THE INTRODUCTORY LECTURE sought to make clear the fundamental significance of child’s play as a distinctive key phenomenon for the existentiell self-understanding of human life. It thus proceeded from the methodological difficulty that child’s play appears as a theoretical theme in the viewpoint of adults—and thus appears differently than it does to the living child who plays. The phenomenal character of this phenomenon is extremely problematic insofar as it is not fully accessible to the ways in which research is conducted by the positive sciences (for instance, psychological diagnosis, behavioral science, milieu sociology, ethnology, and so forth), but rather always requires an interpretation of objective observational findings through categories of life that the one who understands creates from his own inner biography after the fact, from the submerged memory of his own being a child. Access to the independent world of the child is difficult, is continually threatened by erroneous interpretations that assess the distance in life between childhood and the world of adults sometimes too slightly and sometimes too greatly. Then, with methodological caution, a provisional distinction was made between the “play of movement,” which is a “testing-out” of the kinesthetic possibilities of one’s own body, predominant in early childhood, and the “play of sense [Sinn-Spiel]” of the one just beginning to speak, in which the child already imaginatively forms a fictive “playworld” and gives itself a “role” in it. The play of sense gradually achieves a “portraying function” and is the child’s first sense-imbued engagement with its environment, is the beginning of a self-relation and world-relation. It is thus by no means the case that, in playing, children only “reproduce” the adult world, that they only stand in an imitative relation to it. Each generation, each new surging wave of life brings a unique and original tone to the immemorial melody of human life, lives from an obscure and almost unconscious inner anticipation of life toward the future, to a certain degree as a vital project. The child anticipates its future in playful self-portrayal. (Reference to Plato’s insight into this state of affairs in the Laws.)

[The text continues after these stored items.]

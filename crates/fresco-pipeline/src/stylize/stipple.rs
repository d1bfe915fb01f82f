//! Stipple: a field of small irregular brush dabs on a warm wash.
//!
//! Two grid passes (coarse base dabs, then finer detail dabs) sample a
//! scratch copy of the input, followed by a sparse pass of bright
//! highlight dabs where the source is near white.

use std::f64::consts::TAU;

use rand::Rng;
use tiny_skia::{FillRule, Path, PathBuilder, Pixmap, Rect, Transform};

use super::centered;
use crate::surface;
use crate::types::{EffectParams, PipelineError, PixelBuffer};

const BACKGROUND: [u8; 3] = [0xFF, 0xFD, 0xF5];
const BACKGROUND_ALPHA: f64 = 0.9;
const JITTER: f64 = 0.7;
const SATURATION: f64 = 1.2;
const BRIGHTNESS_MIN: f64 = 0.7;
const PRESSURE_MIN: f64 = 0.7;
const PRESSURE_MAX: f64 = 1.0;
const BASE_ALPHA: f64 = 0.8;
const DETAIL_ALPHA: f64 = 0.6;
/// Detail dabs skip samples whose channel sum is below this.
const DETAIL_MIN_SUM: u16 = 100;
/// Highlight dabs only land where the channel sum exceeds this.
const HIGHLIGHT_MIN_SUM: u16 = 600;
const HIGHLIGHT_COLOR: [u8; 3] = [255, 255, 250];
const HIGHLIGHT_ALPHA: f64 = 0.7;
const BRUSH_SLICES: usize = 8;
const MIN_SPACING: f64 = 1.0;
const MIN_DOT: f64 = 0.5;

/// Sizes and probabilities derived from granularity and randomness.
#[derive(Debug, Clone, Copy, PartialEq)]
struct StippleConfig {
    min_dot: f64,
    max_dot: f64,
    base_spacing: f64,
    detail_spacing: f64,
    brightness_max: f64,
    complementary_chance: f64,
    jitter_scale: f64,
    highlight_count: usize,
    brush: Brush,
}

/// Dab shape controls.
#[derive(Debug, Clone, Copy, PartialEq)]
struct Brush {
    irregularity: f64,
    elongation: f64,
    angle_variance: f64,
    roughness: f64,
}

impl StippleConfig {
    #[allow(
        clippy::cast_possible_truncation,
        clippy::cast_sign_loss,
        clippy::cast_precision_loss
    )]
    fn new(params: EffectParams, width: u32, height: u32) -> Self {
        let g = params.granularity();
        let r = params.randomness();
        let min_dim = f64::from(width.min(height));
        let size_scale = 1.0 + (g - 50.0) / 100.0;
        let min_dot = min_dim * 0.007 * size_scale;
        let max_dot = min_dim * 0.01 * size_scale;
        let density = 0.6 * (100.0 - g) / 50.0;
        let spacing_unit = min_dot * density;

        let highlight_count = if g > 0.0 {
            (f64::from(width) * f64::from(height) / (10_000.0 * g / 50.0)) as usize
        } else {
            0
        };

        Self {
            min_dot: min_dot.max(MIN_DOT),
            max_dot: max_dot.max(MIN_DOT),
            base_spacing: (spacing_unit * 2.0 * (100.0 - g) / 50.0).max(MIN_SPACING),
            detail_spacing: (spacing_unit * (100.0 - g) / 50.0).max(MIN_SPACING),
            brightness_max: 1.1 + r / 100.0,
            complementary_chance: (0.2 * r / 50.0).clamp(0.0, 1.0),
            jitter_scale: r / 50.0,
            highlight_count,
            brush: Brush {
                irregularity: r / 50.0,
                elongation: 0.4 * r / 50.0,
                angle_variance: r / 50.0,
                roughness: 0.3 * r / 50.0,
            },
        }
    }
}

#[derive(Clone, Copy, PartialEq, Eq)]
enum Pass {
    Base,
    Detail,
}

/// Render the stipple.
///
/// # Errors
///
/// Returns [`PipelineError::SurfaceUnavailable`] if the drawing surface
/// cannot be allocated.
#[allow(clippy::cast_precision_loss)]
pub fn render<R: Rng + ?Sized>(
    buffer: &PixelBuffer,
    params: EffectParams,
    rng: &mut R,
) -> Result<PixelBuffer, PipelineError> {
    let mut pixmap = surface::blank(buffer.width(), buffer.height())?;
    let config = StippleConfig::new(params, buffer.width(), buffer.height());
    // Samples come from an untouched copy so earlier dabs never feed
    // later ones.
    let scratch = buffer.clone();

    if let Some(rect) = Rect::from_xywh(0.0, 0.0, pixmap.width() as f32, pixmap.height() as f32) {
        pixmap.fill_rect(
            rect,
            &surface::solid_paint(BACKGROUND, BACKGROUND_ALPHA),
            Transform::identity(),
            None,
        );
    }

    dab_grid(&mut pixmap, &scratch, &config, Pass::Base, rng);
    dab_grid(&mut pixmap, &scratch, &config, Pass::Detail, rng);
    highlights(&mut pixmap, &scratch, &config, rng);

    Ok(surface::from_pixmap(&pixmap))
}

#[allow(clippy::cast_possible_truncation)]
fn dab_grid<R: Rng + ?Sized>(
    pixmap: &mut Pixmap,
    source: &PixelBuffer,
    config: &StippleConfig,
    pass: Pass,
    rng: &mut R,
) {
    let (spacing, dot, alpha) = match pass {
        Pass::Base => (config.base_spacing, config.max_dot, BASE_ALPHA),
        Pass::Detail => (config.detail_spacing, config.min_dot / 2.0, DETAIL_ALPHA),
    };
    let jitter = JITTER * spacing * config.jitter_scale;
    let (width, height) = (f64::from(source.width()), f64::from(source.height()));

    let mut y = 0.0;
    while y < height {
        let mut x = 0.0;
        while x < width {
            let px = centered(rng).mul_add(jitter, x);
            let py = centered(rng).mul_add(jitter, y);
            x += spacing;

            if px < 0.0 || py < 0.0 || px >= width || py >= height {
                continue;
            }
            let [r, g, b, _] = source.sample_clamped(px.floor(), py.floor());
            if pass == Pass::Detail && u16::from(r) + u16::from(g) + u16::from(b) < DETAIL_MIN_SUM
            {
                continue;
            }

            let size = dot * rng.random::<f64>().mul_add(0.3, 0.7);
            let Some(path) = brush_path(size, &config.brush, rng) else {
                continue;
            };
            let angle = rng.random::<f64>() * TAU * config.brush.angle_variance;

            let (regular, complementary) = dab_colors([r, g, b], config, rng);
            let color = if rng.random_bool(config.complementary_chance) {
                complementary
            } else {
                regular
            };
            let pressure = rng.random_range(PRESSURE_MIN..=PRESSURE_MAX);
            let paint = surface::solid_paint(color, alpha * pressure);

            pixmap.fill_path(
                &path,
                &paint,
                FillRule::Winding,
                surface::placed(angle, px, py),
                None,
            );
        }
        y += spacing;
    }
}

#[allow(clippy::cast_possible_truncation, clippy::cast_precision_loss)]
fn highlights<R: Rng + ?Sized>(
    pixmap: &mut Pixmap,
    source: &PixelBuffer,
    config: &StippleConfig,
    rng: &mut R,
) {
    let paint = surface::solid_paint(HIGHLIGHT_COLOR, HIGHLIGHT_ALPHA);
    let (width, height) = (f64::from(source.width()), f64::from(source.height()));
    for _ in 0..config.highlight_count {
        let x = rng.random::<f64>() * width;
        let y = rng.random::<f64>() * height;
        let [r, g, b, _] = source.sample_clamped(x.floor(), y.floor());
        if u16::from(r) + u16::from(g) + u16::from(b) <= HIGHLIGHT_MIN_SUM {
            continue;
        }
        let angle = rng.random::<f64>() * TAU * config.brush.angle_variance;
        if let Some(path) = brush_path(config.min_dot, &config.brush, rng) {
            pixmap.fill_path(
                &path,
                &paint,
                FillRule::Winding,
                surface::placed(angle, x, y),
                None,
            );
        }
    }
}

/// Saturation-boosted, brightness-jittered color and its channel-rotated
/// complement.
#[allow(clippy::cast_possible_truncation, clippy::cast_sign_loss)]
fn dab_colors<R: Rng + ?Sized>(
    rgb: [u8; 3],
    config: &StippleConfig,
    rng: &mut R,
) -> ([u8; 3], [u8; 3]) {
    let rgb = rgb.map(f64::from);
    let mean = (rgb[0] + rgb[1] + rgb[2]) / 3.0;
    let brightness = rng.random_range(BRIGHTNESS_MIN..=config.brightness_max);
    let [r, g, b] = rgb.map(|c| {
        ((c - mean).mul_add(SATURATION, mean) * brightness)
            .round()
            .clamp(0.0, 255.0) as u8
    });
    ([r, g, b], [b, r, g])
}

/// An irregular closed dab centered on the origin.
#[allow(clippy::cast_possible_truncation, clippy::cast_precision_loss)]
fn brush_path<R: Rng + ?Sized>(size: f64, brush: &Brush, rng: &mut R) -> Option<Path> {
    let width = size * rng.random::<f64>().mul_add(brush.elongation, 1.0);
    let height = size * (rng.random::<f64>() * brush.elongation).mul_add(-0.5, 1.0);
    let squash = height / width;
    let slice = TAU / BRUSH_SLICES as f64;

    let mut pb = PathBuilder::new();
    for i in 0..=BRUSH_SLICES {
        let angle = i as f64 * slice;
        let radius = if i == BRUSH_SLICES {
            width / 2.0
        } else {
            width / 2.0 * centered(rng).mul_add(brush.irregularity, 1.0)
        };
        let current = radius * centered(rng).mul_add(brush.roughness, 1.0);
        let (sin, cos) = angle.sin_cos();
        let (px, py) = (cos * current, sin * current * squash);

        if i == 0 {
            pb.move_to(px as f32, py as f32);
        } else {
            let control = radius * centered(rng).mul_add(brush.irregularity * 0.5, 1.0);
            let (csin, ccos) = (angle - slice / 2.0).sin_cos();
            pb.quad_to(
                (ccos * control) as f32,
                (csin * control * squash) as f32,
                px as f32,
                py as f32,
            );
        }
    }
    pb.close();
    pb.finish()
}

What constitutes the peculiar enchantment of child’s play is not merely its fresh and lively primordiality and cheerfulness, but above all the lack of concealment and disguise. The child still plays in a naturally innocent way, while the games of adults are “masked” in many ways, indeed even contain veiling and tabooing as moments of play. If child’s play displays an affinity to the mentality of primitives, to a way of magically associating with things, if it bears archaic features in itself, then it still must be surprising that children in our time evince a particular interest precisely in technological things and prefer toys that are copies of technological gadgets. Can the technological world, the product of a late, rational culture, be “near and dear to childhood”? There are almost no purely natural things anymore in the environment of modern human beings—except for clouds in the sky and stars in the night. It would be wrong if one wanted to interpret the child’s “archaic primordiality” as a particular closeness of life to wild-growing nature, not yet deformed by humans. In this regard, much “romanticism” is touted by pedagogues. It is not only the technologically perfected toy that is difficult to interpret, but also the fact that the child’s toy often simulates technological gadgets.
Above all, the discussion hinged on two problems: on the question of an actually revelatory access to the world of the child (according to the criteria of understanding that is possible here) and then on the relation between the child and the modern technological world (exemplified in the problem of toys). The discussion was very lively and opened up a plethora of insights drawn from experience, exemplary observations, and questions aware of the problems. In the course of discussion the distinction between bodily games of movement and games of sense receded and human play’s bond to the body was emphatically given prominence. The body is the earthly site of human existence; we exist “bodily.” Only an ancient tradition in intellectual history, Western Platonism, overshadows this elementary truth—and once disparaged the body as the “soul’s prison” and as a source of the sensuous blurring of our ability to behold the ideas. Our times affirm physical education. Certainly—but our times consider the latter all too much as a task that takes a backseat to the education of the intellect and of character. Yet it ought to be recognized that all essential phenomena of the human being’s existence are bodily. Embodied, we are the children of the earth; we live, work, struggle, die—and play in a bodily manner. Only when the total embodiment of the human being is recognized and acknowledged will the current underappreciation of physical education in the pedagogic space of schools disappear.